**Requirement**
Given the listing that follows, report all lines in which the string "counts" occurs.

**Data records**

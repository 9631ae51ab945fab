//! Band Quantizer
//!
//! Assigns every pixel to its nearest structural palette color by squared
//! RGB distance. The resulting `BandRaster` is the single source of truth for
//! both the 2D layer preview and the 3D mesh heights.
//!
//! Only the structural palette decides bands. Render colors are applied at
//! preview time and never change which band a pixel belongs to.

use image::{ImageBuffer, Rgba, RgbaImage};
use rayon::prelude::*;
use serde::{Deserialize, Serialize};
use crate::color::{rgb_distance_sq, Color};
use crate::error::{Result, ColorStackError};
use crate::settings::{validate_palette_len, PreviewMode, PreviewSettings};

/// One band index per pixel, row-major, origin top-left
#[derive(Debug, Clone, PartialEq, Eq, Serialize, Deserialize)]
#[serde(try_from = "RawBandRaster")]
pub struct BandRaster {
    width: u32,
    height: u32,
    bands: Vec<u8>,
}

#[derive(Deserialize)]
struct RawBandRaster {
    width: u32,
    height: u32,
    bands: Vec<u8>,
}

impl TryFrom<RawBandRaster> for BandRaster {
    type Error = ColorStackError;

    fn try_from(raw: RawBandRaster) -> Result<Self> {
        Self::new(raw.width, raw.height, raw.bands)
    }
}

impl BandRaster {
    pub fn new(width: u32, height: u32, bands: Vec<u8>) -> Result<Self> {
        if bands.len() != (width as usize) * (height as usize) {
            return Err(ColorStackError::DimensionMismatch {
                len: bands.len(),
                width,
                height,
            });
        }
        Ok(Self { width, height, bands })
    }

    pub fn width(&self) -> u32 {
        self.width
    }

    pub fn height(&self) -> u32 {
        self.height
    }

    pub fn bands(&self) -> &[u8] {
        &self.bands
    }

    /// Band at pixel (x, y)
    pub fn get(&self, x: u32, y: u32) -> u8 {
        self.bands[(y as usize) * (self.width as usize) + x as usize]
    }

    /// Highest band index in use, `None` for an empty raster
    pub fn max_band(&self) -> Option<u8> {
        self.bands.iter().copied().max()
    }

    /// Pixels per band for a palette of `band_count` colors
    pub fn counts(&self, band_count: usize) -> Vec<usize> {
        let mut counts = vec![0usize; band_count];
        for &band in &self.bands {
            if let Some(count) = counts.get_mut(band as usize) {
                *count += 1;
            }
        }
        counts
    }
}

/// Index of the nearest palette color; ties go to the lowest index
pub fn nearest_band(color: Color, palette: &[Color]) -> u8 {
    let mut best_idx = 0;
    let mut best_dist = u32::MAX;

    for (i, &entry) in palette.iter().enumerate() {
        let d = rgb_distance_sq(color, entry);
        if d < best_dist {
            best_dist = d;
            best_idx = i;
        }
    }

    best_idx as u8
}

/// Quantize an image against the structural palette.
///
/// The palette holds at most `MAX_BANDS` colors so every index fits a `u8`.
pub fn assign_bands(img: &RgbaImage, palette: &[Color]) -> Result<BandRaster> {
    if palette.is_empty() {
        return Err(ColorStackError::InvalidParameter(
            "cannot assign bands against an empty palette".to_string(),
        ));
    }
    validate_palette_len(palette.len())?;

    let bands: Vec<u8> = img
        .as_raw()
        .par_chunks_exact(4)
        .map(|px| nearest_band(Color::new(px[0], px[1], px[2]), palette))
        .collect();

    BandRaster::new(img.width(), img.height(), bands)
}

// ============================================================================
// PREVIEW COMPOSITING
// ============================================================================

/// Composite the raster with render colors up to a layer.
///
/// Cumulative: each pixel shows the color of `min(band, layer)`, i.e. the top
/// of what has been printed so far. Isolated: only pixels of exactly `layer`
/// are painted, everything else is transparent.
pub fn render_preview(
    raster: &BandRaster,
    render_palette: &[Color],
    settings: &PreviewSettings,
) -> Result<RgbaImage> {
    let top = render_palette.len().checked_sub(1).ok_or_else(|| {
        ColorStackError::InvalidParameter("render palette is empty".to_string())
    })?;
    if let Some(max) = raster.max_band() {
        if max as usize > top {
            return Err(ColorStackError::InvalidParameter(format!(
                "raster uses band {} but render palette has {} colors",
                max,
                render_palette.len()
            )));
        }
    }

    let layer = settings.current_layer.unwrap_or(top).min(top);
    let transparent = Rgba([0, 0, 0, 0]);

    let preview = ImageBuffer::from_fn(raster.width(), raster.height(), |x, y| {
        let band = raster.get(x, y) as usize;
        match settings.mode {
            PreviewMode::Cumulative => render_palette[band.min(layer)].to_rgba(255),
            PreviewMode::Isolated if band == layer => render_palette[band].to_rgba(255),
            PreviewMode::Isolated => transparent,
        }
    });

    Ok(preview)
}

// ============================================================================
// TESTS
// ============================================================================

**Answer section**
    pub fn counts(&self, band_count: usize) -> Vec<usize> {
        let mut counts = vec![0usize; band_count];
            if let Some(count) = counts.get_mut(band as usize) {
        counts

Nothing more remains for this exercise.